::: Exercise material :::
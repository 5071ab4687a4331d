//! Authorization server configuration.
//!
//! Configuration is plain data: callers deserialize it from whatever source
//! they use and hand it to [`crate::OidcProvider::new`], which validates it.

use serde::{Deserialize, Serialize};
use std::time::Duration;

/// Root authorization server configuration.
///
/// # Example (TOML)
///
/// ```toml
/// issuer = "https://auth.example.com"
///
/// [oauth]
/// authorization_code_lifetime = "10m"
/// access_token_lifetime = "1h"
///
/// [session]
/// lifetime = "24h"
/// sweep_interval = "1m"
///
/// [lockout]
/// max_failed_attempts = 5
/// lockout_duration = "5m"
/// ```
#[derive(Debug, Clone, Deserialize, Serialize)]
#[serde(default)]
pub struct AuthConfig {
    /// Issuer URL placed in the `iss` claim of every token.
    pub issuer: String,

    /// Code and token lifetimes.
    pub oauth: OAuthConfig,

    /// Login session settings.
    pub session: SessionConfig,

    /// Failed-login throttling.
    pub lockout: LockoutConfig,

    /// Paths of the interactive pages and the authorize endpoint.
    pub endpoints: EndpointConfig,

    /// Token signing configuration.
    pub signing: SigningConfig,
}

impl Default for AuthConfig {
    fn default() -> Self {
        Self {
            issuer: "http://localhost:8080".to_string(),
            oauth: OAuthConfig::default(),
            session: SessionConfig::default(),
            lockout: LockoutConfig::default(),
            endpoints: EndpointConfig::default(),
            signing: SigningConfig::default(),
        }
    }
}

/// Authorization code and token lifetimes.
#[derive(Debug, Clone, Deserialize, Serialize)]
#[serde(default)]
pub struct OAuthConfig {
    /// Authorization code lifetime.
    #[serde(with = "humantime_serde")]
    pub authorization_code_lifetime: Duration,

    /// Access token lifetime.
    #[serde(with = "humantime_serde")]
    pub access_token_lifetime: Duration,

    /// Refresh token lifetime.
    #[serde(with = "humantime_serde")]
    pub refresh_token_lifetime: Duration,

    /// ID token lifetime.
    #[serde(with = "humantime_serde")]
    pub id_token_lifetime: Duration,

    /// Show a consent page before issuing a code.
    /// When false, an authorize request with an active session issues the
    /// code directly.
    pub require_consent: bool,
}

impl Default for OAuthConfig {
    fn default() -> Self {
        Self {
            authorization_code_lifetime: Duration::from_secs(600), // 10 minutes
            access_token_lifetime: Duration::from_secs(3600),      // 1 hour
            refresh_token_lifetime: Duration::from_secs(30 * 24 * 3600), // 30 days
            id_token_lifetime: Duration::from_secs(3600),
            require_consent: false,
        }
    }
}

/// Login session configuration.
#[derive(Debug, Clone, Deserialize, Serialize)]
#[serde(default)]
pub struct SessionConfig {
    /// How long a login session stays valid.
    #[serde(with = "humantime_serde")]
    pub lifetime: Duration,

    /// Name of the session cookie.
    pub cookie_name: String,

    /// How often the background sweep runs.
    #[serde(with = "humantime_serde")]
    pub sweep_interval: Duration,

    /// Maximum number of entries inspected per sweep tick.
    pub sweep_batch_size: usize,
}

impl Default for SessionConfig {
    fn default() -> Self {
        Self {
            lifetime: Duration::from_secs(24 * 3600),
            cookie_name: "sid".to_string(),
            sweep_interval: Duration::from_secs(60),
            sweep_batch_size: 1000,
        }
    }
}

/// Failed-login throttling configuration.
#[derive(Debug, Clone, Deserialize, Serialize)]
#[serde(default)]
pub struct LockoutConfig {
    /// Failures after which the identity is locked.
    pub max_failed_attempts: u32,

    /// How long a lock lasts, counted from the last failed attempt.
    #[serde(with = "humantime_serde")]
    pub lockout_duration: Duration,
}

impl Default for LockoutConfig {
    fn default() -> Self {
        Self {
            max_failed_attempts: 5,
            lockout_duration: Duration::from_secs(300), // 5 minutes
        }
    }
}

/// Locations the authorize flow redirects to.
#[derive(Debug, Clone, Deserialize, Serialize)]
#[serde(default)]
pub struct EndpointConfig {
    /// Login page. Receives the original request in `return_to`.
    pub login_url: String,

    /// Consent page.
    pub consent_url: String,

    /// Authorize endpoint, used to resume a flow after login.
    pub authorize_url: String,
}

impl Default for EndpointConfig {
    fn default() -> Self {
        Self {
            login_url: "/login".to_string(),
            consent_url: "/consent".to_string(),
            authorize_url: "/authorize".to_string(),
        }
    }
}

/// Token signing configuration.
#[derive(Debug, Clone, Deserialize, Serialize)]
#[serde(default)]
pub struct SigningConfig {
    /// Signing algorithm: HS256, RS256, or ES384.
    pub algorithm: String,

    /// Key identifier placed in the JWT header.
    pub kid: Option<String>,

    /// Shared secret for HS256.
    pub secret: Option<String>,

    /// PEM-encoded private key for RS256/ES384.
    pub private_key_pem: Option<String>,

    /// PEM-encoded public key for RS256/ES384.
    pub public_key_pem: Option<String>,
}

impl Default for SigningConfig {
    fn default() -> Self {
        Self {
            algorithm: "ES384".to_string(),
            kid: None,
            secret: None,
            private_key_pem: None,
            public_key_pem: None,
        }
    }
}

/// Configuration validation errors.
#[derive(Debug, Clone, thiserror::Error)]
pub enum ConfigError {
    /// An invalid configuration value was provided.
    #[error("Invalid configuration value: {0}")]
    InvalidValue(String),

    /// A required configuration value is missing.
    #[error("Missing required configuration: {0}")]
    Missing(String),
}

/// Upper bound for every configured lifetime and interval.
pub const MAX_LIFETIME: Duration = Duration::from_secs(10 * 365 * 24 * 3600);

impl AuthConfig {
    /// Validates the configuration.
    ///
    /// # Errors
    ///
    /// Returns `ConfigError` if:
    /// - The issuer is empty or not an HTTPS URL (loopback HTTP is allowed)
    /// - Any lifetime, threshold, or sweep setting is zero
    /// - Any lifetime exceeds [`MAX_LIFETIME`]
    /// - The signing algorithm is unknown or its key material is missing
    pub fn validate(&self) -> Result<(), ConfigError> {
        if self.issuer.is_empty() {
            return Err(ConfigError::Missing("issuer".to_string()));
        }

        let issuer = url::Url::parse(&self.issuer)
            .map_err(|e| ConfigError::InvalidValue(format!("issuer is not a URL: {}", e)))?;
        let loopback = matches!(issuer.host_str(), Some("localhost" | "127.0.0.1"));
        if issuer.scheme() != "https" && !loopback {
            return Err(ConfigError::InvalidValue(
                "issuer must use https".to_string(),
            ));
        }

        for (name, value) in [
            (
                "authorization_code_lifetime",
                self.oauth.authorization_code_lifetime,
            ),
            ("access_token_lifetime", self.oauth.access_token_lifetime),
            ("refresh_token_lifetime", self.oauth.refresh_token_lifetime),
            ("id_token_lifetime", self.oauth.id_token_lifetime),
            ("session lifetime", self.session.lifetime),
            ("sweep_interval", self.session.sweep_interval),
            ("lockout_duration", self.lockout.lockout_duration),
        ] {
            if value.is_zero() {
                return Err(ConfigError::InvalidValue(format!("{} must be > 0", name)));
            }
            if value > MAX_LIFETIME {
                return Err(ConfigError::InvalidValue(format!(
                    "{} must not exceed 10 years",
                    name
                )));
            }
        }

        if self.session.sweep_batch_size == 0 {
            return Err(ConfigError::InvalidValue(
                "sweep_batch_size must be > 0".to_string(),
            ));
        }

        if self.session.cookie_name.is_empty() {
            return Err(ConfigError::Missing("session cookie_name".to_string()));
        }

        if self.lockout.max_failed_attempts == 0 {
            return Err(ConfigError::InvalidValue(
                "max_failed_attempts must be > 0".to_string(),
            ));
        }

        match self.signing.algorithm.as_str() {
            "HS256" => {
                if self.signing.secret.as_deref().is_none_or(str::is_empty) {
                    return Err(ConfigError::Missing("signing secret for HS256".to_string()));
                }
            }
            "RS256" => {
                if self.signing.private_key_pem.is_none() || self.signing.public_key_pem.is_none()
                {
                    return Err(ConfigError::Missing("signing PEM keys for RS256".to_string()));
                }
            }
            // ES384 falls back to an ephemeral key when no PEM is given.
            "ES384" => {}
            other => {
                return Err(ConfigError::InvalidValue(format!(
                    "Invalid signing algorithm: '{}'. Must be HS256, RS256, or ES384",
                    other
                )));
            }
        }

        Ok(())
    }
}

#[cfg(test)]
mod tests {
    use super::*;

    #[test]
    fn test_default_config() {
        let config = AuthConfig::default();
        assert_eq!(config.issuer, "http://localhost:8080");
        assert_eq!(config.session.cookie_name, "sid");
        assert_eq!(config.signing.algorithm, "ES384");
        assert!(!config.oauth.require_consent);
    }

    #[test]
    fn test_default_config_validates() {
        assert!(AuthConfig::default().validate().is_ok());
    }

    #[test]
    fn test_empty_issuer_fails_validation() {
        let mut config = AuthConfig::default();
        config.issuer = String::new();
        let err = config.validate().unwrap_err();
        assert!(matches!(err, ConfigError::Missing(_)));
        assert!(err.to_string().contains("issuer"));
    }

    #[test]
    fn test_plain_http_issuer_fails_validation() {
        let mut config = AuthConfig::default();
        config.issuer = "http://auth.example.com".to_string();
        let err = config.validate().unwrap_err();
        assert!(err.to_string().contains("https"));

        config.issuer = "https://auth.example.com".to_string();
        assert!(config.validate().is_ok());
    }

    #[test]
    fn test_zero_lifetime_fails_validation() {
        let mut config = AuthConfig::default();
        config.oauth.authorization_code_lifetime = Duration::ZERO;
        let err = config.validate().unwrap_err();
        assert!(err.to_string().contains("authorization_code_lifetime"));
    }

    #[test]
    fn test_out_of_range_lifetime_fails_validation() {
        let mut config = AuthConfig::default();
        config.session.lifetime = Duration::from_secs(20_000 * 365 * 24 * 3600);
        let err = config.validate().unwrap_err();
        assert!(err.to_string().contains("session lifetime"));

        let mut config = AuthConfig::default();
        config.oauth.refresh_token_lifetime = MAX_LIFETIME + Duration::from_secs(1);
        let err = config.validate().unwrap_err();
        assert!(err.to_string().contains("refresh_token_lifetime"));

        config.oauth.refresh_token_lifetime = MAX_LIFETIME;
        assert!(config.validate().is_ok());
    }

    #[test]
    fn test_zero_threshold_fails_validation() {
        let mut config = AuthConfig::default();
        config.lockout.max_failed_attempts = 0;
        let err = config.validate().unwrap_err();
        assert!(err.to_string().contains("max_failed_attempts"));
    }

    #[test]
    fn test_zero_sweep_batch_fails_validation() {
        let mut config = AuthConfig::default();
        config.session.sweep_batch_size = 0;
        assert!(config.validate().is_err());
    }

    #[test]
    fn test_hs256_requires_secret() {
        let mut config = AuthConfig::default();
        config.signing.algorithm = "HS256".to_string();
        assert!(config.validate().is_err());

        config.signing.secret = Some("a-long-enough-shared-secret".to_string());
        assert!(config.validate().is_ok());
    }

    #[test]
    fn test_invalid_algorithm_fails_validation() {
        let mut config = AuthConfig::default();
        config.signing.algorithm = "none".to_string();
        let err = config.validate().unwrap_err();
        assert!(err.to_string().contains("signing algorithm"));
    }

    #[test]
    fn test_deserialize_humantime() {
        let json = r#"{
            "issuer": "https://auth.example.com",
            "oauth": { "authorization_code_lifetime": "2m" },
            "session": { "lifetime": "8h", "sweep_interval": "30s" },
            "lockout": { "max_failed_attempts": 3, "lockout_duration": "15m" }
        }"#;

        let config: AuthConfig = serde_json::from_str(json).unwrap();
        assert_eq!(
            config.oauth.authorization_code_lifetime,
            Duration::from_secs(120)
        );
        assert_eq!(config.oauth.access_token_lifetime, Duration::from_secs(3600));
        assert_eq!(config.session.lifetime, Duration::from_secs(8 * 3600));
        assert_eq!(config.session.sweep_interval, Duration::from_secs(30));
        assert_eq!(config.lockout.max_failed_attempts, 3);
        assert_eq!(config.lockout.lockout_duration, Duration::from_secs(900));
        assert!(config.validate().is_ok());
    }

    #[test]
    fn test_config_error_display() {
        let err = ConfigError::InvalidValue("test error".to_string());
        assert_eq!(err.to_string(), "Invalid configuration value: test error");

        let err = ConfigError::Missing("required_field".to_string());
        assert_eq!(
            err.to_string(),
            "Missing required configuration: required_field"
        );
    }
}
:::
I'd like an exact copy of the lines above, from the very first one through the line that contains "use std::time::Duration;", with nothing else added.

repository 5071ab4687a4331d
//! Authorization server configuration.
//!
//! Configuration is plain data: callers deserialize it from whatever source
//! they use and hand it to [`crate::OidcProvider::new`], which validates it.

use serde::{Deserialize, Serialize};
use std::time::Duration;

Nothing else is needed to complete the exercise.